Saved data entries:
+ + + + +
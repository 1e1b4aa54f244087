//! Heightmap ripple simulation.
//!
//! A ping-pong pair of normalized height grids covers the water plane
//! (world X across, depth Z down the rows). Each sub-step:
//!
//! 1. pending ripple stamps are added to the current grid,
//! 2. the propagation kernel writes the next state into the previous grid,
//! 3. the buffers swap.
//!
//! After the sub-steps the `final` grid is composited from the current one
//! with optional smoothing and the ambient sine overlay. Heights are offsets
//! around [`NEUTRAL_HEIGHT`] and always clamped to `[0, 1]`.

mod buffer;
mod cadence;
mod obstruction;
mod stamp;

use bevy::log::debug;
use bevy::math::{UVec2, Vec2};
use rayon::prelude::*;
use serde::{Deserialize, Serialize};

pub use buffer::{HeightGrid, NEUTRAL_HEIGHT, PingPong};
pub use cadence::{CadenceClock, DEFAULT_MAX_CATCH_UP_STEPS, UpdateCadence};
pub use obstruction::{
  MAX_DYNAMIC_BOXES, MAX_DYNAMIC_CIRCLES, ObstructionConfig, ObstructionError, ObstructionMask,
  ObstructionReport, ObstructionShape,
};
pub use stamp::{MAX_RIPPLES_PER_TICK, RippleEvent, RippleQueue};

use crate::surface::SineWaves;

/// Tuning for the heightmap simulation.
#[derive(Clone, Debug, PartialEq, Serialize, Deserialize)]
#[serde(default)]
pub struct HeightmapParams {
  /// Grid cells per world unit.
  pub pixels_per_unit: f32,
  /// Multiplier on the propagated offset per sub-step (< 1 decays).
  pub damping: f32,
  /// Blend toward the 4-neighbour average when compositing (0 = off).
  pub smoothing: f32,
  pub cadence: UpdateCadence,
  pub max_catch_up_steps: u32,
  /// World depth (Z extent) of the water plane.
  pub surface_depth: f32,
  /// World height of one normalized unit of offset along the waterline.
  pub height_scale: f32,
}

impl Default for HeightmapParams {
  fn default() -> Self {
    Self {
      pixels_per_unit: 8.0,
      damping: 0.98,
      smoothing: 0.0,
      cadence: UpdateCadence::EveryTick,
      max_catch_up_steps: DEFAULT_MAX_CATCH_UP_STEPS,
      surface_depth: 2.0,
      height_scale: 1.0,
    }
  }
}

/// Running counters for truncations and work done.
#[derive(Clone, Copy, Debug, Default, PartialEq, Eq)]
pub struct RippleStats {
  pub sub_steps: u64,
  /// `advance` calls that hit the catch-up cap.
  pub capped_advances: u64,
  pub dropped_obstructions: u64,
}

/// Double-buffered ripple heightmap over the water plane.
#[derive(Clone, Debug)]
pub struct HeightmapRipple {
  params: HeightmapParams,
  waves: SineWaves,
  left: f32,
  width: f32,
  water_z: f32,
  buffers: PingPong<HeightGrid>,
  composite: HeightGrid,
  queue: RippleQueue,
  mask: ObstructionMask,
  clock: CadenceClock,
  time: f32,
  stats: RippleStats,
}

impl HeightmapRipple {
  /// Creates a calm heightmap for water spanning `[left, left + width]` in X,
  /// centred on `water_z` in depth.
  pub fn new(
    left: f32,
    width: f32,
    water_z: f32,
    params: HeightmapParams,
    waves: SineWaves,
    obstruction: &ObstructionConfig,
  ) -> Result<Self, ObstructionError> {
    let size = Self::grid_size_for(width, params.surface_depth, params.pixels_per_unit);
    let (w, h) = (size.x as usize, size.y as usize);
    let mask = ObstructionMask::from_config(obstruction, w, h)?;
    debug!("Heightmap ripple grid {w}x{h}");
    Ok(Self {
      params,
      waves,
      left,
      width,
      water_z,
      buffers: PingPong::splat(HeightGrid::new(w, h)),
      composite: HeightGrid::new(w, h),
      queue: RippleQueue::default(),
      mask,
      clock: CadenceClock::default(),
      time: 0.0,
      stats: RippleStats::default(),
    })
  }

  /// Grid dimensions for a water plane of `width` by `depth` world units.
  pub fn grid_size_for(width: f32, depth: f32, pixels_per_unit: f32) -> UVec2 {
    let cells = |extent: f32| ((extent.max(0.0) * pixels_per_unit.max(0.0)).ceil() as u32).max(1);
    UVec2::new(cells(width), cells(depth))
  }

  pub fn size(&self) -> UVec2 {
    let grid = self.buffers.current();
    UVec2::new(grid.width() as u32, grid.height() as u32)
  }

  pub fn params(&self) -> &HeightmapParams {
    &self.params
  }

  pub fn stats(&self) -> RippleStats {
    self.stats
  }

  /// Stamps dropped because the per-tick queue was full.
  pub fn dropped_ripples(&self) -> u64 {
    self.queue.dropped()
  }

  pub fn pending_ripples(&self) -> usize {
    self.queue.len()
  }

  pub fn current(&self) -> &HeightGrid {
    self.buffers.current()
  }

  /// Composited output for rendering.
  pub fn final_grid(&self) -> &HeightGrid {
    &self.composite
  }

  /// World-space surface along the row at depth `water_z`, left to right,
  /// for a resting waterline at `rest_height`. Includes both edges of the
  /// water.
  pub fn surface_profile(&self, rest_height: f32) -> Vec<Vec2> {
    let grid = &self.composite;
    let width = grid.width();
    let row = ((0.5 * grid.height() as f32) as usize).min(grid.height() - 1);
    let cell_width = self.width / width as f32;
    let scale = self.params.height_scale;
    let height = |x: usize| rest_height + (grid.get(x, row) - NEUTRAL_HEIGHT) * scale;

    let mut points = Vec::with_capacity(width + 2);
    points.push(Vec2::new(self.left, height(0)));
    points.extend((0..width).map(|x| Vec2::new(self.left + (x as f32 + 0.5) * cell_width, height(x))));
    points.push(Vec2::new(self.left + self.width, height(width - 1)));
    points
  }

  pub fn mask(&self) -> &ObstructionMask {
    &self.mask
  }

  /// Normalized coordinates of world point `(x, z)`, clamped to `[0, 1]`.
  pub fn world_to_uv(&self, x: f32, z: f32) -> Vec2 {
    let u = if self.width > 0.0 {
      (x - self.left) / self.width
    } else {
      0.0
    };
    let v = if self.params.surface_depth > 0.0 {
      (z - self.water_z) / self.params.surface_depth + 0.5
    } else {
      0.5
    };
    Vec2::new(u, v).clamp(Vec2::ZERO, Vec2::ONE)
  }

  /// Converts a world radius into a fraction of the width.
  pub fn world_radius_to_uv(&self, radius: f32) -> f32 {
    if self.width > 0.0 {
      radius / self.width
    } else {
      0.0
    }
  }

  /// Queues a ripple stamp. Returns false if the per-tick cap dropped it.
  pub fn inject_ripple(&mut self, uv: Vec2, uv_radius: f32, strength: f32) -> bool {
    self.queue.push(RippleEvent {
      uv,
      radius: uv_radius,
      strength,
    })
  }

  /// Applies and clears every pending stamp.
  pub fn apply_pending_stamps(&mut self) {
    let current = self.buffers.current_mut();
    for event in self.queue.drain() {
      stamp::stamp(current, &self.mask, &event);
    }
  }

  /// Advances by `dt` seconds according to the cadence. Returns the
  /// number of sub-steps run.
  #[cfg_attr(feature = "tracy", tracing::instrument(skip_all, name = "ripple_advance"))]
  pub fn advance(&mut self, dt: f32) -> u32 {
    let max_steps = self.params.max_catch_up_steps;
    let steps = self.clock.steps(self.params.cadence, dt, max_steps);
    if let UpdateCadence::PerSecond { rate } = self.params.cadence
      && steps == max_steps
      && self.clock.backlog() * rate >= 1.0
    {
      self.stats.capped_advances += 1;
      debug!(
        "Heightmap catch-up capped at {max_steps} steps, {:.3}s deferred",
        self.clock.backlog()
      );
    }

    for _ in 0..steps {
      self.apply_pending_stamps();
      self.step();
    }
    self.time += dt;
    self.composite();
    steps
  }

  /// One propagation sub-step.
  pub fn step(&mut self) {
    let damping = self.params.damping;
    let mask = &self.mask;
    let (current, previous) = self.buffers.split_mut();
    let current = &*current;
    let width = current.width();

    previous
      .cells_mut()
      .par_chunks_mut(width)
      .enumerate()
      .for_each(|(y, row)| {
        for (x, cell) in row.iter_mut().enumerate() {
          if mask.is_blocked(x, y) {
            *cell = NEUTRAL_HEIGHT;
            continue;
          }
          let (xi, yi) = (x as isize, y as isize);
          let sum = current.offset_at(xi - 1, yi)
            + current.offset_at(xi + 1, yi)
            + current.offset_at(xi, yi - 1)
            + current.offset_at(xi, yi + 1);
          let next = (sum / 2.0 - (*cell - NEUTRAL_HEIGHT)) * damping;
          *cell = (next + NEUTRAL_HEIGHT).clamp(0.0, 1.0);
        }
      });

    self.buffers.swap();
    self.stats.sub_steps += 1;
  }

  fn composite(&mut self) {
    let current = self.buffers.current();
    let smoothing = self.params.smoothing.clamp(0.0, 1.0);
    let width = current.width();
    let cell_width = if width > 0 {
      self.width / width as f32
    } else {
      0.0
    };
    let (left, time, waves, mask) = (self.left, self.time, &self.waves, &self.mask);

    self
      .composite
      .cells_mut()
      .par_chunks_mut(width)
      .enumerate()
      .for_each(|(y, row)| {
        for (x, cell) in row.iter_mut().enumerate() {
          if mask.is_blocked(x, y) {
            *cell = NEUTRAL_HEIGHT;
            continue;
          }
          let (xi, yi) = (x as isize, y as isize);
          let own = current.offset_at(xi, yi);
          let mut offset = own;
          if smoothing > 0.0 {
            let average = (current.offset_at(xi - 1, yi)
              + current.offset_at(xi + 1, yi)
              + current.offset_at(xi, yi - 1)
              + current.offset_at(xi, yi + 1))
              / 4.0;
            offset = own + (average - own) * smoothing;
          }
          let world_x = left + (x as f32 + 0.5) * cell_width;
          offset += waves.offset(world_x, time);
          *cell = (offset + NEUTRAL_HEIGHT).clamp(0.0, 1.0);
        }
      });
  }

  /// Follows a moved or resized water body. Returns true when the grid was
  /// reallocated (and cleared to neutral).
  pub fn resize_world(&mut self, left: f32, width: f32, water_z: f32) -> bool {
    self.left = left;
    self.width = width;
    self.water_z = water_z;
    let size = Self::grid_size_for(width, self.params.surface_depth, self.params.pixels_per_unit);
    if size == self.size() {
      return false;
    }
    let (w, h) = (size.x as usize, size.y as usize);
    for grid in self.buffers.iter_mut() {
      *grid = HeightGrid::new(w, h);
    }
    self.composite = HeightGrid::new(w, h);
    self.mask.resize(w, h);
    debug!("Heightmap ripple grid reallocated to {w}x{h}");
    true
  }

  /// Replaces the dynamic obstruction footprint with world-space shapes on
  /// the `(x, z)` plane.
  pub fn set_dynamic_obstructions(&mut self, shapes: &[ObstructionShape]) -> ObstructionReport {
    if !self.mask.is_dynamic() {
      return ObstructionReport::default();
    }
    let origin = Vec2::new(self.left, self.water_z - self.params.surface_depth * 0.5);
    let ppu = self.params.pixels_per_unit;
    let cells: Vec<ObstructionShape> = shapes.iter().map(|s| s.to_cells(origin, ppu)).collect();
    let report = self.mask.rasterize(&cells);
    self.stats.dropped_obstructions += report.dropped as u64;
    report
  }
}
+ + + + +
Required action — Once you have read through the entries above, state how many lines hold the word "along", giving nothing but the number.

Solution for this task — 2